> [Exercise requirements]
Output the lines below exactly, please, from the first line until the line with "if the file", counting both.

> [Stored dataset items]
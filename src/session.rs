use std::fs::File;
use std::io::{BufReader, Read};
use std::path::Path;
use std::sync::Arc;

use reqwest::cookie::Jar;
use reqwest::header::{HeaderMap, HeaderValue, REFERER, USER_AGENT};
use url::Url;

use crate::config::Config;
use crate::cookie::{Cookie, has_identity_cookie, parse_cookie_source};
use crate::error::Error;

/// An HTTP client carrying a browser's cookies.
///
/// Built only from a cookie source that contains at least one identity
/// cookie. Whether the cookies are still signed in is not known until the
/// first read (or an explicit [`probe`](Session::probe)).
pub struct Session {
    cookies: Vec<Cookie>,
    jar: Arc<Jar>,
    http: reqwest::Client,
}

impl Session {
    /// Load a Netscape-format cookie file.
    ///
    /// # Errors
    ///
    /// Returns [`Error::CookieSourceUnavailable`] if the file cannot be read,
    /// plus everything [`from_cookie_text`](Self::from_cookie_text) returns.
    pub fn load(path: impl AsRef<Path>, config: &Config) -> Result<Self, Error> {
        let path = path.as_ref();
        let unavailable = |source| Error::CookieSourceUnavailable {
            path: path.to_path_buf(),
            source,
        };
        let file = File::open(path).map_err(unavailable)?;
        Self::from_reader(BufReader::new(file), config).map_err(|e| match e {
            Error::CookieSourceUnavailable { source, .. } => unavailable(source),
            other => other,
        })
    }

    /// Load cookies from any reader.
    ///
    /// # Errors
    ///
    /// Returns [`Error::CookieSourceUnavailable`] on I/O failure and
    /// [`Error::MalformedCookieData`] if the content is not UTF-8 text (the
    /// legacy pickled jar format is not supported).
    pub fn from_reader(mut reader: impl Read, config: &Config) -> Result<Self, Error> {
        let mut bytes = Vec::new();
        reader
            .read_to_end(&mut bytes)
            .map_err(|source| Error::CookieSourceUnavailable {
                path: "<reader>".into(),
                source,
            })?;
        let text = String::from_utf8(bytes).map_err(|e| Error::MalformedCookieData {
            line: 0,
            reason: format!("cookie source is not text: {e}"),
        })?;
        Self::from_cookie_text(&text, config)
    }

    /// Parse Netscape-format cookie text.
    ///
    /// # Errors
    ///
    /// Returns [`Error::MalformedCookieData`] if any line is malformed and
    /// [`Error::MissingSessionCredential`] if no identity cookie is present.
    pub fn from_cookie_text(text: &str, config: &Config) -> Result<Self, Error> {
        Self::from_cookies(parse_cookie_source(text)?, config)
    }

    /// Build a session from already parsed cookies.
    ///
    /// # Errors
    ///
    /// Returns [`Error::MissingSessionCredential`] if no identity cookie is
    /// present, [`Error::MalformedCookieData`] if a cookie's domain and path do
    /// not form a URL, and [`Error::Http`] if the client cannot be built.
    pub fn from_cookies(cookies: Vec<Cookie>, config: &Config) -> Result<Self, Error> {
        if !has_identity_cookie(&cookies, config.identity_cookies()) {
            return Err(Error::MissingSessionCredential {
                expected: config.identity_cookies().to_vec(),
            });
        }

        let jar = Arc::new(Jar::default());
        for (index, cookie) in cookies.iter().enumerate() {
            let url = cookie_url(cookie).map_err(|reason| Error::MalformedCookieData {
                line: index + 1,
                reason,
            })?;
            jar.add_cookie_str(&cookie.to_set_cookie(), &url);
        }

        let http = build_client(config, jar.clone())?;
        tracing::debug!(cookies = cookies.len(), "Session built from cookie source");

        Ok(Self { cookies, jar, http })
    }

    /// Cookies installed in this session's jar, in source order.
    #[must_use]
    pub fn cookies(&self) -> &[Cookie] {
        &self.cookies
    }

    #[must_use]
    pub fn jar(&self) -> &Arc<Jar> {
        &self.jar
    }

    pub(crate) fn http(&self) -> &reqwest::Client {
        &self.http
    }

    /// Checks that the cookies still belong to a signed-in account by
    /// loading the accounts page and looking for the sign-in form.
    ///
    /// # Errors
    ///
    /// Returns [`Error::InvalidSession`] if the response is the sign-in page,
    /// or [`Error::Http`] on network failure.
    pub async fn probe(&self, config: &Config) -> Result<(), Error> {
        let response = self.http.get(config.probe_url().clone()).send().await?;
        let status = response.status();
        let body = response.text().await?;
        if body.contains(config.signed_out_marker()) {
            tracing::warn!(status = status.as_u16(), "Liveness probe landed on sign-in page");
            return Err(Error::InvalidSession(
                "the cookies do not provide a signed-in session".into(),
            ));
        }
        Ok(())
    }
}

impl std::fmt::Debug for Session {
    fn fmt(&self, f: &mut std::fmt::Formatter<'_>) -> std::fmt::Result {
        f.debug_struct("Session")
            .field("cookies", &self.cookies)
            .finish_non_exhaustive()
    }
}

fn cookie_url(cookie: &Cookie) -> Result<Url, String> {
    let path = if cookie.path.starts_with('/') {
        cookie.path.clone()
    } else {
        format!("/{}", cookie.path)
    };
    Url::parse(&format!("https://{}{path}", cookie.host()))
        .map_err(|e| format!("domain {:?} does not form a URL: {e}", cookie.domain))
}

fn build_client(config: &Config, jar: Arc<Jar>) -> Result<reqwest::Client, Error> {
    let mut headers = HeaderMap::new();
    headers.insert(
        USER_AGENT,
        HeaderValue::from_str(config.user_agent())
            .map_err(|e| Error::Config(format!("user agent: {e}")))?,
    );
    headers.insert(
        REFERER,
        HeaderValue::from_str(config.referer())
            .map_err(|e| Error::Config(format!("referer: {e}")))?,
    );

    reqwest::Client::builder()
        .cookie_provider(jar)
        .default_headers(headers)
        .timeout(config.timeout())
        .build()
        .map_err(Into::into)
}
use std::path::PathBuf;

use crate::value::PathError;

#[derive(Debug, thiserror::Error)]
#[non_exhaustive]
pub enum Error {
    /// The cookie file could not be opened or read.
    #[error("cookie source {path} is unavailable: {source}")]
    CookieSourceUnavailable {
        path: PathBuf,
        #[source]
        source: std::io::Error,
    },

    /// A cookie line could not be parsed. The whole source is rejected.
    #[error("malformed cookie data on line {line}: {reason}")]
    MalformedCookieData { line: usize, reason: String },

    /// None of the identity cookies are present in the source.
    #[error("no session cookie found (expected one of: {})", .expected.join(", "))]
    MissingSessionCredential { expected: Vec<String> },

    /// The response no longer matches the structure the decoder relies on.
    #[error("invalid envelope: {0}")]
    InvalidEnvelope(String),

    /// The response parsed but the session behind it is not signed in.
    #[error("invalid session: {0}")]
    InvalidSession(String),

    /// One shared-location entry could not be decoded.
    #[error("invalid person data: {0}")]
    InvalidPersonData(String),

    #[error("HTTP error: {0}")]
    Http(#[from] reqwest::Error),

    #[error("Configuration error: {0}")]
    Config(String),
}

impl Error {
    pub(crate) fn envelope(e: PathError) -> Self {
        Self::InvalidEnvelope(e.to_string())
    }

    pub(crate) fn person(e: PathError) -> Self {
        Self::InvalidPersonData(e.to_string())
    }
}
impl Default for WaitRule {
    fn default() -> Self {
        Self {
            young_days: 2,
            young_spend: 20.0,
            low_spend: 10.0,
            impressions_floor: 1000,
        }
    }
}

#[derive(Debug, Clone, Deserialize)]
#[serde(default)]
pub struct ConfidenceRule {
    pub high_spend: f64,
    pub high_conversions: u64,
    pub high_days: u32,
    pub medium_spend: f64,
    pub medium_days: u32,
}

impl Default for ConfidenceRule {
    fn default() -> Self {
        Self {
            high_spend: 30.0,
            high_conversions: 3,
            high_days: 3,
            medium_spend: 20.0,
            medium_days: 2,
        }
    }
}

/// Scale percent by ROAS tier, descending.
#[derive(Debug, Clone, Deserialize)]
#[serde(default)]
pub struct ScaleTiers {
    pub top_roas: f64,
    pub top_percent: u32,
    pub mid_roas: f64,
    pub mid_percent: u32,
    pub base_roas: f64,
    pub base_percent: u32,
    pub fallback_percent: u32,
}

impl Default for ScaleTiers {
    fn default() -> Self {
        Self {
            top_roas: 5.0,
            top_percent: 50,
            mid_roas: 4.0,
            mid_percent: 35,
            base_roas: 3.0,
            base_percent: 25,
            fallback_percent: 20,
        }
    }
}

impl ScaleTiers {
    pub fn percent_for(&self, roas: f64) -> u32 {
        if roas >= self.top_roas {
            self.top_percent
        } else if roas >= self.mid_roas {
            self.mid_percent
        } else if roas >= self.base_roas {
            self.base_percent
        } else {
            self.fallback_percent
        }
    }
}

// ─── Budget bounds ──────────────────────────────────────────────────────────

#[derive(Debug, Clone, Deserialize)]
pub struct BudgetConfig {
    #[serde(default = "default_min_budget")]
    pub min_budget: f64,
    #[serde(default = "default_max_budget")]
    pub max_budget: f64,
    /// Changes smaller than this are treated as a no-op.
    #[serde(default = "default_min_change")]
    pub min_change: f64,
    #[serde(default = "default_high_roas")]
    pub high_roas: f64,
    #[serde(default = "default_low_roas")]
    pub low_roas: f64,
    #[serde(default = "default_scale_up")]
    pub scale_up: f64,
    #[serde(default = "default_scale_down")]
    pub scale_down: f64,
    #[serde(default = "default_scale_down_hard")]
    pub scale_down_hard: f64,
    /// Below this ROAS the hard scale-down factor applies.
    #[serde(default = "default_hard_floor_roas")]
    pub hard_floor_roas: f64,
}

fn default_min_budget() -> f64 {
    10.0
}
fn default_max_budget() -> f64 {
    500.0
}
fn default_min_change() -> f64 {
    1.0
}
fn default_high_roas() -> f64 {
    3.0
}
fn default_low_roas() -> f64 {
    1.0
}
fn default_scale_up() -> f64 {
    1.3
}
fn default_scale_down() -> f64 {
    0.7
}
fn default_scale_down_hard() -> f64 {
    0.5
}
fn default_hard_floor_roas() -> f64 {
    0.5
}

impl Default for BudgetConfig {
    fn default() -> Self {
        Self {
            min_budget: default_min_budget(),
            max_budget: default_max_budget(),
            min_change: default_min_change(),
            high_roas: default_high_roas(),
            low_roas: default_low_roas(),
            scale_up: default_scale_up(),
            scale_down: default_scale_down(),
            scale_down_hard: default_scale_down_hard(),
            hard_floor_roas: default_hard_floor_roas(),
        }
    }
}

// ─── Scheduler ──────────────────────────────────────────────────────────────

#[derive(Debug, Clone, Deserialize)]
pub struct SchedulerConfig {
    #[serde(default = "default_cycle_interval_secs")]
    pub cycle_interval_secs: u64,
    /// Campaigns scoring below this are skipped as dead rather than acted on.
    #[serde(default = "default_dead_score_floor")]
    pub dead_score_floor: i32,
}

fn default_cycle_interval_secs() -> u64 {
    3600
}
fn default_dead_score_floor() -> i32 {
    20
}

> [Answer section]
filename src/session.rs
use std::fs::File;
use std::io::{BufReader, Read};
use std::path::Path;
use std::sync::Arc;

use reqwest::cookie::Jar;
use reqwest::header::{HeaderMap, HeaderValue, REFERER, USER_AGENT};
use url::Url;

use crate::config::Config;
use crate::cookie::{Cookie, has_identity_cookie, parse_cookie_source};
use crate::error::Error;

/// An HTTP client carrying a browser's cookies.
///
/// Built only from a cookie source that contains at least one identity
/// cookie. Whether the cookies are still signed in is not known until the
/// first read (or an explicit [`probe`](Session::probe)).
pub struct Session {
    cookies: Vec<Cookie>,
    jar: Arc<Jar>,
    http: reqwest::Client,
}

impl Session {
    /// Load a Netscape-format cookie file.
    ///
    /// # Errors
    ///
    /// Returns [`Error::CookieSourceUnavailable`] if the file cannot be read,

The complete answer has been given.